//! This module implements logic to write raw blobs to NAND flash.

use crate::error::ReadStatus;
use crate::nand::{EraseInfo, Mtd};
use crate::util::{PageUtil, ReadExt};

use anyhow::Context;
use log::{debug, warn};

use std::io::Read;

/// Attempts at writing a block before it is given up as bad
const BLOCK_ATTEMPTS: usize = 5;

/// Scan the block at `ofs` to confirm that its contents match the provided slice.
///
/// The provided slice should be no longer than the block contents. If it is shorter, the remaining
/// bytes are "don't care."
///
/// The return value is the number of pages of the block that match (and therefore the index of the
/// page where write can start), or None if there is no partial match and the block must be erased.
fn check_raw_block<M: Mtd>(mtd: &mut M, ofs: u64, mut data: &[u8]) -> Option<u32> {
    // How many pages do we read at a time? A higher number helps in high-latency situations.
    const PAGE_CHUNKS: u32 = 8;

    let info = mtd.info();
    let page_size = info.writesize;
    let page_count = info.pages_per_block();

    let mut buf = vec![0; page_size * PAGE_CHUNKS as usize];
    let mut filled = 0;
    let mut consumed = 0;

    let mut page: u32 = 0;
    let mut data_correct_upto: Option<u32> = None;
    loop {
        if data_correct_upto.is_none() && data.is_empty() {
            // No data mismatch found and no further data to compare
            break Some(page);
        }

        if consumed == filled {
            filled = buf.len().min(page_size * (page_count - page) as usize);
            consumed = 0;

            if filled == 0 {
                // Nothing more to read
                break data_correct_upto;
            }

            // Read errors are considered "needs erase"
            let from = ofs + u64::from(page) * page_size as u64;
            match mtd.read(from, &mut buf[..filled]) {
                Ok((_, ReadStatus::Uncorrectable)) | Err(_) => break None,
                Ok(_) => {}
            }
        }

        let page_content = &buf[consumed..consumed + page_size];
        consumed += page_size;

        // Still comparing data?
        if data_correct_upto.is_none() {
            let cmp_len = std::cmp::min(page_content.len(), data.len());
            if page_content[..cmp_len] == data[..cmp_len] {
                data = &data[cmp_len..];
            } else {
                // A mismatch means we're now looking for erased pages; if all others are erased,
                // this becomes the return value.
                data_correct_upto = Some(page);
            }
        }

        // A non-erased page after a data mismatch means an erase is required
        if data_correct_upto.is_some() && !page_content.is_erased() {
            break None;
        }

        page += 1;
    }
}

fn erase_block<M: Mtd>(mtd: &mut M, ofs: u64) -> anyhow::Result<()> {
    let erasesize = u64::from(mtd.info().erasesize);
    mtd.erase(&mut EraseInfo::new(ofs, erasesize))?;
    Ok(())
}

/// Update the contents of the block at `ofs`, resuming from a partial write if possible.
///
/// The provided slice should be no longer than the block contents. If it is shorter, the remaining
/// bytes are "don't care."
fn update_raw_block<M: Mtd>(mtd: &mut M, ofs: u64, data: &[u8]) -> anyhow::Result<()> {
    let page_size = mtd.info().writesize;
    let start_page = match check_raw_block(mtd, ofs, data) {
        None => {
            erase_block(mtd, ofs)?;
            0
        }
        Some(x) => x,
    };

    // Ensure `data` is a multiple of the page size
    let mut data_len = data.len() + page_size - 1;
    data_len -= data_len % page_size;
    let mut vec;
    let mut data = data;
    if data_len != data.len() {
        // Not padded to a multiple of page size
        vec = Vec::with_capacity(data_len);
        vec.extend(data);
        vec.resize(data_len, 0xFF);
        data = &vec[..];
    }

    let skip = start_page as usize * page_size;
    if skip >= data.len() {
        return Ok(());
    }
    mtd.write(ofs + skip as u64, &data[skip..])?;

    // Trust, but verify
    anyhow::ensure!(
        check_raw_block(mtd, ofs, data).is_some(),
        "block at {ofs:#x} did not read back as written"
    );
    Ok(())
}

/// Write a raw blob to the NAND flash device, starting from its first block.
///
/// This operation is idempotent; if the image is already written, no erase/writes will occur.
///
/// The `skip_bad` parameter will cause bad blocks to be skipped over. If this is `false`,
/// encountering a bad block is an error. Returns the number of blocks the image occupies,
/// including any skipped bad ones.
pub fn write_raw_image<M: Mtd, R: Read>(
    mtd: &mut M,
    image: &mut R,
    skip_bad: bool,
) -> anyhow::Result<u32> {
    let info = mtd.info();
    let block_size = info.erasesize as usize;

    let rpt = howudoin::new().label("Writing image");
    let mut data = vec![0; block_size];
    let mut block_index: u32 = 0;
    loop {
        let len = image
            .read_erased_tail(&mut data)
            .context("failed to read image")?;
        if len == 0 {
            // EOF encountered means the write is complete
            rpt.close();
            break Ok(block_index);
        }

        'find_block_and_write: loop {
            anyhow::ensure!(
                block_index < info.blocks(),
                "image does not fit on the device"
            );
            let ofs = u64::from(block_index) * block_size as u64;
            block_index += 1;

            if !mtd.block_isbad(ofs)? {
                // Give 5 attempts to update it
                for attempt in 0..BLOCK_ATTEMPTS {
                    match update_raw_block(mtd, ofs, &data[..len]) {
                        Ok(()) => {
                            debug!("block at {ofs:#x} up to date");
                            rpt.inc();
                            break 'find_block_and_write;
                        }
                        Err(e) => {
                            warn!("writing block at {ofs:#x} failed (attempt {attempt}): {e:#}");
                            // A failing erase is handled by the next attempt
                            let _ = erase_block(mtd, ofs);
                        }
                    }
                }

                // Block must have gone bad
                mtd.block_markbad(ofs)?;
            }

            // Block is bad; if we can't tolerate it, bail. Otherwise, loop to find a good one.
            anyhow::ensure!(skip_bad, "unhandled bad block at {ofs:#x}");
        }
    }
}

#[cfg(test)]
mod tests {
    use super::*;
    use crate::config::BoardConfig;
    use crate::nand::NandLayout;
    use crate::sim::{SimFlash, SimNandSystem};

    const TEST_LAYOUT: NandLayout = NandLayout {
        blocks: 1024,
        pages_per_block: 64,
        bytes_per_page: 2048,
    };
    const BLOCK: u64 = 64 * 2048;

    fn system() -> SimNandSystem {
        let flash = SimFlash::from_layout(TEST_LAYOUT, 64).unwrap();
        SimNandSystem::build(&BoardConfig::default(), vec![flash]).unwrap()
    }

    #[test]
    fn test_check_raw_block() -> anyhow::Result<()> {
        let mut sys = system();
        let mtd = &mut sys.mtd;

        assert_eq!(check_raw_block(mtd, 0, &[]), Some(0));
        assert_eq!(check_raw_block(mtd, 0, &[0xFF, 0xFF]), Some(1));
        assert_eq!(check_raw_block(mtd, 0, &[0xFF, 0x7F]), Some(0));

        // Generate a bunch of test data: 10 pages of data, 15 empty, 5 more of data
        let mut test_data: Vec<u8> = (0..2048 * 30)
            .map(|i| match i / 2048 {
                0..=9 => (i * 23) as u8,
                25..=29 => (i * 11) as u8,
                _ => 0xFF,
            })
            .collect();

        // Program only the first 27 pages
        mtd.write(0, &test_data[..27 * 2048])?;

        assert_eq!(check_raw_block(mtd, 0, &test_data[..2048 * 5]), Some(5));
        assert_eq!(check_raw_block(mtd, 0, &test_data[..2048 * 15]), Some(15));
        assert_eq!(check_raw_block(mtd, 0, &test_data), Some(27));

        test_data[20 * 2048] = 0x00;
        assert_eq!(check_raw_block(mtd, 0, &test_data), None);
        Ok(())
    }

    #[test]
    fn test_update_raw_block() -> anyhow::Result<()> {
        let mut sys = system();
        update_raw_block(&mut sys.mtd, BLOCK, &[])?;
        update_raw_block(&mut sys.mtd, BLOCK, &[0xAA])?;
        update_raw_block(&mut sys.mtd, BLOCK, &[0x55; 700])?;

        let mut out = vec![0; 4096];
        sys.mtd.read(BLOCK, &mut out)?;
        assert!(out[..700].iter().all(|&b| b == 0x55));
        assert!(out[700..].is_erased());
        Ok(())
    }

    #[test]
    fn test_write_raw_image() -> anyhow::Result<()> {
        let mut sys = system();
        let image: Vec<u8> = (0..BLOCK as usize * 3 + 100).map(|i| (i % 251) as u8).collect();
        sys.mtd.block_markbad(BLOCK)?;

        assert!(write_raw_image(&mut sys.mtd, &mut &image[..], false).is_err());
        assert_eq!(write_raw_image(&mut sys.mtd, &mut &image[..], true)?, 5);

        let mut out = vec![0; BLOCK as usize];
        for (n, block) in [0, 2, 3, 4].into_iter().enumerate() {
            sys.mtd.read(block * BLOCK, &mut out)?;
            let chunk = &image[n * BLOCK as usize..];
            let len = chunk.len().min(BLOCK as usize);
            assert!(out[..len] == chunk[..len]);
        }

        // A second run finds everything in place
        let flashes = sys.into_flashes();
        let before = flashes[0].clone();
        let mut sys = SimNandSystem::build(&BoardConfig::default(), flashes)?;
        write_raw_image(&mut sys.mtd, &mut &image[..], true)?;
        assert!(sys.into_flashes()[0] == before);
        Ok(())
    }

    #[test]
    fn test_failing_block_marked_bad() -> anyhow::Result<()> {
        let mut flash = SimFlash::from_layout(TEST_LAYOUT, 64)?;
        flash.fail_program(64);
        let mut sys = SimNandSystem::build(&BoardConfig::default(), vec![flash])?;

        let image = vec![0x42; BLOCK as usize * 2];
        assert_eq!(write_raw_image(&mut sys.mtd, &mut &image[..], true)?, 3);
        assert!(sys.mtd.block_isbad(BLOCK)?);
        assert!(!sys.mtd.block_isbad(2 * BLOCK)?);
        Ok(())
    }
}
---+---
Among the lines above, count those that hold the word "filled" and give only the count.

5